Fini parla di riforme e respinge le critiche dell’Osservatore Romano

2
1

Fini torna a fare i conti con il passato, nonostante si impegni a guardare verso il futuro. Si potrebbe dire che questo è il bilancio del faccia a faccia tenuto ieri nella Sala del Cenacolo a Vicolo Valdina con un gruppo di giovani vicini al Pd. Una scelta che per alcuni potrebbe essere stata molto saggia, per altri stupida e per altri ancora, il momento giusto per scagliare una provocazione contro il presidente della Camera.

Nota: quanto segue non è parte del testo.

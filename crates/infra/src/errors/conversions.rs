//! Conversions from external infrastructure errors into domain errors.

use reqwest::Error as HttpError;
use rusqlite::Error as SqlError;
use tether_domain::{NetworkErrorKind, TetherError};

use crate::http::classify_status;

/// Error newtype that keeps conversions on the infrastructure side and can be
/// converted back into the domain error.
#[derive(Debug)]
pub struct InfraError(pub TetherError);

impl From<InfraError> for TetherError {
    fn from(value: InfraError) -> Self {
        value.0
    }
}

impl From<TetherError> for InfraError {
    fn from(value: TetherError) -> Self {
        InfraError(value)
    }
}

trait IntoTetherError {
    fn into_tether(self) -> TetherError;
}

/* -------------------------------------------------------------------------- */
/* rusqlite::Error → TetherError */
/* -------------------------------------------------------------------------- */

impl IntoTetherError for SqlError {
    fn into_tether(self) -> TetherError {
        use rusqlite::ffi::ErrorCode;
        use rusqlite::Error as RE;

        match self {
            RE::SqliteFailure(err, maybe_message) => {
                let message = maybe_message.unwrap_or_default();
                match (err.code, err.extended_code) {
                    (ErrorCode::DatabaseBusy, _) => TetherError::Database("database is busy".into()),
                    (ErrorCode::DatabaseLocked, _) => {
                        TetherError::Database("database is locked".into())
                    }
                    // SQLITE_CONSTRAINT_PRIMARYKEY / SQLITE_CONSTRAINT_UNIQUE
                    (ErrorCode::ConstraintViolation, 1555 | 2067) => {
                        TetherError::InvalidState(format!("duplicate key: {message}"))
                    }
                    (ErrorCode::ConstraintViolation, 787) => {
                        TetherError::Database("foreign key constraint violation".into())
                    }
                    (ErrorCode::ConstraintViolation, 275) => {
                        TetherError::InvalidInput(format!("check constraint failed: {message}"))
                    }
                    _ => TetherError::Database(format!(
                        "sqlite failure {:?} (code {}): {}",
                        err.code, err.extended_code, message
                    )),
                }
            }
            RE::QueryReturnedNoRows => TetherError::NotFound("no rows returned by query".into()),
            RE::FromSqlConversionFailure(_, _, cause) => {
                TetherError::Database(format!("failed to convert sqlite value: {cause}"))
            }
            RE::InvalidColumnType(_, name, ty) => {
                TetherError::Database(format!("invalid column type for {name}: {ty}"))
            }
            RE::Utf8Error(_) => TetherError::Database("invalid UTF-8 returned from sqlite".into()),
            RE::InvalidParameterName(parameter_name) => {
                TetherError::Database(format!("invalid parameter name: {parameter_name}"))
            }
            RE::InvalidPath(path) => TetherError::Config(format!(
                "invalid database path: {}",
                path.to_string_lossy()
            )),
            RE::InvalidQuery => TetherError::Database("invalid SQL query".into()),
            other => TetherError::Database(other.to_string()),
        }
    }
}

impl From<SqlError> for InfraError {
    fn from(value: SqlError) -> Self {
        InfraError(value.into_tether())
    }
}

/* -------------------------------------------------------------------------- */
/* r2d2::Error → TetherError */
/* -------------------------------------------------------------------------- */

impl From<r2d2::Error> for InfraError {
    fn from(value: r2d2::Error) -> Self {
        InfraError(TetherError::Database(format!("connection pool: {value}")))
    }
}

/* -------------------------------------------------------------------------- */
/* reqwest::Error → TetherError */
/* -------------------------------------------------------------------------- */

impl IntoTetherError for HttpError {
    fn into_tether(self) -> TetherError {
        if self.is_timeout() {
            return TetherError::network(NetworkErrorKind::Timeout, "HTTP request timed out");
        }

        if self.is_connect() {
            return TetherError::network(
                NetworkErrorKind::Unavailable,
                format!("HTTP connection failure: {self}"),
            );
        }

        if let Some(status) = self.status() {
            return classify_status(status, None);
        }

        if self.is_decode() {
            return TetherError::network(
                NetworkErrorKind::Protocol,
                format!("undecodable response: {self}"),
            );
        }

        if self.is_builder() {
            return TetherError::InvalidInput(format!("malformed request: {self}"));
        }

        TetherError::network(NetworkErrorKind::ConnectionReset, self.to_string())
    }
}

impl From<HttpError> for InfraError {
    fn from(value: HttpError) -> Self {
        InfraError(value.into_tether())
    }
}

/* -------------------------------------------------------------------------- */
/* Tests */
/* -------------------------------------------------------------------------- */
//! Infrastructure error handling

pub mod conversions;

pub use conversions::InfraError;
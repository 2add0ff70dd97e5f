//! Resilience primitives for fault-tolerant automation
//!
//! - **Clock**: monotonic/wall time behind a trait so timing logic is testable
//! - **Rate limiting**: continuously refilling token buckets keyed by target
//! - **Retry**: bounded retry with exponential backoff driven by
//!   [`ErrorClassification`](crate::ErrorClassification)
//!
//! These types know nothing about targets, adapters or sessions; the
//! orchestration layer in `tether-core` composes them.

pub mod clock;
pub mod rate_limiter;
pub mod retry;

pub use clock::{Clock, MockClock, SystemClock};
pub use rate_limiter::{
    RateLimitMode, RateLimiter, RateLimiterConfig, TokenBucket, TokenBucketConfig,
};
pub use retry::{
    with_retry, BackoffStrategy, RetryConfig, RetryConfigBuilder, RetryExecutor, RetryOutcome,
};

L’occasione è stata l’inaugurazione dei cicli di discussione “Formazione in corso” organizzato dal parlamentare del Pd Roberto Giacchetti e dall’associazione Carpedem con lo scopo di approfondire il tema dei giovani in politica e nelle istituzioni. Non importa che Fini abbia espressamente voluto partecipare alla manifestazione, sapendo che sicuramente si sarebbe trovato nella gabbia dei leoni. Quando ha affermato che “tanto il Pd quanto il Pdl dovrebbero rivedere il proprio rapporto con i giovani” e “non utilizzarli solamente come bigliettino da visita per dimostrare quanti giovani  sostengono il proprio leader”, c’era chi tra i ragazzi non era proprio in disaccordo.

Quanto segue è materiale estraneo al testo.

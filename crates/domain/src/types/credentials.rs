//! Credentials handed to adapters
//!
//! Secrets never appear in `Debug` output or logs.

use std::collections::BTreeMap;
use std::fmt;

use serde::{Deserialize, Serialize};

/// A string that redacts itself when formatted
#[derive(Clone, PartialEq, Eq, Serialize, Deserialize)]
#[serde(transparent)]
pub struct Secret(String);

impl Secret {
    /// Wrap a secret value
    pub fn new(value: impl Into<String>) -> Self {
        Self(value.into())
    }

    /// The raw value, for handing to the target platform
    pub fn expose(&self) -> &str {
        &self.0
    }
}

impl fmt::Debug for Secret {
    fn fmt(&self, f: &mut fmt::Formatter<'_>) -> fmt::Result {
        f.write_str("Secret(***)")
    }
}

impl From<&str> for Secret {
    fn from(value: &str) -> Self {
        Self::new(value)
    }
}

/// How a target authenticates
#[derive(Debug, Clone, PartialEq, Eq, Serialize, Deserialize)]
#[serde(tag = "type", rename_all = "snake_case")]
pub enum Credentials {
    /// Form login driven through an automation session
    Password {
        /// Account name
        username: String,
        /// Account password
        password: Secret,
    },
    /// Bearer token for API-backed targets
    ApiToken {
        /// Bearer token
        token: Secret,
    },
    /// Opaque key/value pairs for adapters with bespoke flows
    Custom {
        /// Adapter-defined keys
        values: BTreeMap<String, Secret>,
    },
    /// Target needs no login
    None,
}

impl Credentials {
    /// Username and password credentials
    pub fn password(username: impl Into<String>, password: impl Into<String>) -> Self {
        Self::Password { username: username.into(), password: Secret::new(password) }
    }

    /// API token credentials
    pub fn api_token(token: impl Into<String>) -> Self {
        Self::ApiToken { token: Secret::new(token) }
    }

    /// Account name safe to log
    pub fn principal(&self) -> Option<&str> {
        match self {
            Self::Password { username, .. } => Some(username),
            _ => None,
        }
    }
}
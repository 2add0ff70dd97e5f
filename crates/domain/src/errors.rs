//! Error types used throughout Tether

use std::time::Duration;

use serde::{Deserialize, Serialize};
use tether_common::{CommonError, ErrorClassification, ErrorSeverity};
use thiserror::Error;

use crate::types::ErrorCode;

/// Transport-level failure categories
#[derive(Debug, Clone, Copy, PartialEq, Eq, Serialize, Deserialize)]
#[serde(rename_all = "snake_case")]
pub enum NetworkErrorKind {
    /// Request or connect timed out
    Timeout,
    /// Peer dropped the connection
    ConnectionReset,
    /// Name resolution failed
    Dns,
    /// Host unreachable or refusing connections
    Unavailable,
    /// Malformed exchange; retrying will not help
    Protocol,
}

impl NetworkErrorKind {
    /// Protocol errors are deterministic; every other transport failure may
    /// clear up on its own.
    pub fn is_transient(self) -> bool {
        !matches!(self, Self::Protocol)
    }
}

/// Main error type for Tether
#[derive(Error, Debug, Clone, PartialEq, Serialize, Deserialize)]
#[serde(tag = "type", content = "message")]
pub enum TetherError {
    /// Storage layer failure
    #[error("Database error: {0}")]
    Database(String),

    /// Invalid or unreadable configuration
    #[error("Configuration error: {0}")]
    Config(String),

    /// Transport failure talking to a platform
    #[error("Network error ({kind:?}): {message}")]
    Network {
        /// Failure category
        kind: NetworkErrorKind,
        /// Transport error text
        message: String,
    },

    /// Non-success HTTP status from a platform
    #[error("Upstream returned HTTP {status}: {message}")]
    Upstream {
        /// HTTP status code
        status: u16,
        /// Response body or reason
        message: String,
        /// Parsed `Retry-After` header
        retry_after_secs: Option<u64>,
    },

    /// Credentials rejected
    #[error("Authentication error: {0}")]
    Auth(String),

    /// Caller supplied a value the operation cannot accept
    #[error("Invalid input: {0}")]
    InvalidInput(String),

    /// Unknown target or record
    #[error("Not found: {0}")]
    NotFound(String),

    /// Token bucket empty in non-blocking mode
    #[error("Rate limit exceeded for '{key}'")]
    RateLimited {
        /// Bucket key, usually the target id
        key: String,
        /// Time until the next token
        retry_after_ms: Option<u64>,
    },

    /// Deadline elapsed before the operation finished
    #[error("Operation '{operation}' timed out after {after_ms}ms")]
    Timeout {
        /// What timed out
        operation: String,
        /// Deadline that elapsed
        after_ms: u64,
    },

    /// Session creation or teardown failed
    #[error("Resource pool error: {0}")]
    Pool(String),

    /// No resource freed up in time and the policy is `Fail`
    #[error("Resource pool exhausted: {max_resources} in use after waiting {waited_ms}ms")]
    PoolExhausted {
        /// Pool cap
        max_resources: usize,
        /// How long the caller waited
        waited_ms: u64,
    },

    /// Rejected because shutdown has started
    #[error("Shutting down: {0}")]
    ShuttingDown(String),

    /// Platform adapter failure not covered above
    #[error("Adapter error: {0}")]
    Adapter(String),

    /// Transition not allowed from the current state
    #[error("Invalid state: {0}")]
    InvalidState(String),

    /// Bug or broken invariant
    #[error("Internal error: {0}")]
    Internal(String),
}

/// Result type alias for Tether operations
pub type Result<T> = std::result::Result<T, TetherError>;

impl TetherError {
    /// Network error of `kind`
    pub fn network(kind: NetworkErrorKind, message: impl Into<String>) -> Self {
        Self::Network { kind, message: message.into() }
    }

    /// Upstream error without a `Retry-After` hint
    pub fn upstream(status: u16, message: impl Into<String>) -> Self {
        Self::Upstream { status, message: message.into(), retry_after_secs: None }
    }

    /// Timeout for `operation` after `after`
    pub fn timeout(operation: impl Into<String>, after: Duration) -> Self {
        Self::Timeout { operation: operation.into(), after_ms: after.as_millis() as u64 }
    }

    /// Stable code stored on failed ledger records
    pub fn code(&self) -> ErrorCode {
        match self {
            Self::Database(_) => ErrorCode::Storage,
            Self::Config(_) => ErrorCode::Config,
            Self::Network { .. } => ErrorCode::Transient,
            Self::Upstream { status, .. } => match *status {
                429 => ErrorCode::RateLimited,
                401 | 403 => ErrorCode::Authentication,
                404 => ErrorCode::NotFound,
                500..=599 => ErrorCode::Transient,
                _ => ErrorCode::Validation,
            },
            Self::Auth(_) => ErrorCode::Authentication,
            Self::InvalidInput(_) => ErrorCode::Validation,
            Self::NotFound(_) => ErrorCode::NotFound,
            Self::RateLimited { .. } => ErrorCode::RateLimited,
            Self::Timeout { .. } => ErrorCode::Timeout,
            Self::Pool(_) | Self::PoolExhausted { .. } => ErrorCode::Pool,
            Self::ShuttingDown(_) => ErrorCode::Shutdown,
            Self::Adapter(_) => ErrorCode::Adapter,
            Self::InvalidState(_) | Self::Internal(_) => ErrorCode::Internal,
        }
    }
}

impl ErrorClassification for TetherError {
    fn is_retryable(&self) -> bool {
        match self {
            Self::Network { kind, .. } => kind.is_transient(),
            Self::Upstream { status, .. } => *status == 429 || (500..=599).contains(status),
            Self::RateLimited { .. } => true,
            _ => false,
        }
    }

    fn severity(&self) -> ErrorSeverity {
        match self {
            Self::Network { .. } | Self::RateLimited { .. } | Self::Timeout { .. } => {
                ErrorSeverity::Warning
            }
            Self::Upstream { .. } if self.is_retryable() => ErrorSeverity::Warning,
            Self::NotFound(_) | Self::ShuttingDown(_) => ErrorSeverity::Info,
            Self::InvalidState(_) | Self::Internal(_) => ErrorSeverity::Critical,
            _ => ErrorSeverity::Error,
        }
    }

    fn is_critical(&self) -> bool {
        matches!(self, Self::InvalidState(_) | Self::Internal(_))
    }

    fn retry_after(&self) -> Option<Duration> {
        match self {
            Self::Upstream { retry_after_secs: Some(secs), .. } => Some(Duration::from_secs(*secs)),
            Self::RateLimited { retry_after_ms: Some(ms), .. } => Some(Duration::from_millis(*ms)),
            _ => None,
        }
    }
}

impl From<CommonError> for TetherError {
    fn from(err: CommonError) -> Self {
        match err {
            CommonError::RateLimitExceeded { key, retry_after, .. } => Self::RateLimited {
                key: key.unwrap_or_default(),
                retry_after_ms: retry_after.map(|d| d.as_millis() as u64),
            },
            CommonError::Timeout { operation, duration } => {
                Self::network(NetworkErrorKind::Timeout, format!("{operation} after {duration:?}"))
            }
            CommonError::Backend { service, message, is_retryable: true } => {
                Self::network(NetworkErrorKind::Unavailable, format!("{service}: {message}"))
            }
            CommonError::Backend { service, message, is_retryable: false } => {
                Self::Adapter(format!("{service}: {message}"))
            }
            CommonError::Config { .. } => Self::Config(err.to_string()),
            CommonError::Persistence { .. } => Self::Database(err.to_string()),
            CommonError::Validation { .. } => Self::InvalidInput(err.to_string()),
            CommonError::NotFound { .. } => Self::NotFound(err.to_string()),
            CommonError::Serialization { .. } | CommonError::Internal { .. } => {
                Self::Internal(err.to_string())
            }
        }
    }
}

impl From<serde_json::Error> for TetherError {
    fn from(err: serde_json::Error) -> Self {
        Self::Internal(format!("JSON: {err}"))
    }
}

A microfoni e telecamere accese, fa una premessa: si scusa per non poter parlare con tutta la franchezza che vorrebbe perché non può mancare al suo “ruolo istituzionale” e si sa, in Italia la polemica è dietro l’angolo. Questo però non gli impedisce di rispondere alle domande tutt’altro che istituzionali. Parla della convenienza del sistema bipolare, della necessità dell’alternanza dei poteri, della fine dell’epoca dei partitini. Spiega che sono imprescindibili tanto principi meritocratici quanto regole morali contro la corruzione nei partiti per non ripetere gli errori del passato. Affronta anche il tema dell’opportunità di fare riforme istituzionali per rafforzare l’esecutivo e il legislativo, ma anche della riforma della giustizia. “Il vero problema è capire se c'è la volontà di un confronto senza pregiudizi, la volontà di ascoltare quanti più soggetti possibili”.

Si rivolge direttamente alle nuove leve della sinistra quando chiede di non allontanarsi dalla politica perché il loro compito nella società è “tenere vivi i valori e dare qualità democratica ai diritti di cittadinanza”. E consiglia di non dare per scontato la loro presenza nelle istituzioni perché niente è dovuto: “Non esiste una quota di rappresentanza, dovete farvi valere da soli”.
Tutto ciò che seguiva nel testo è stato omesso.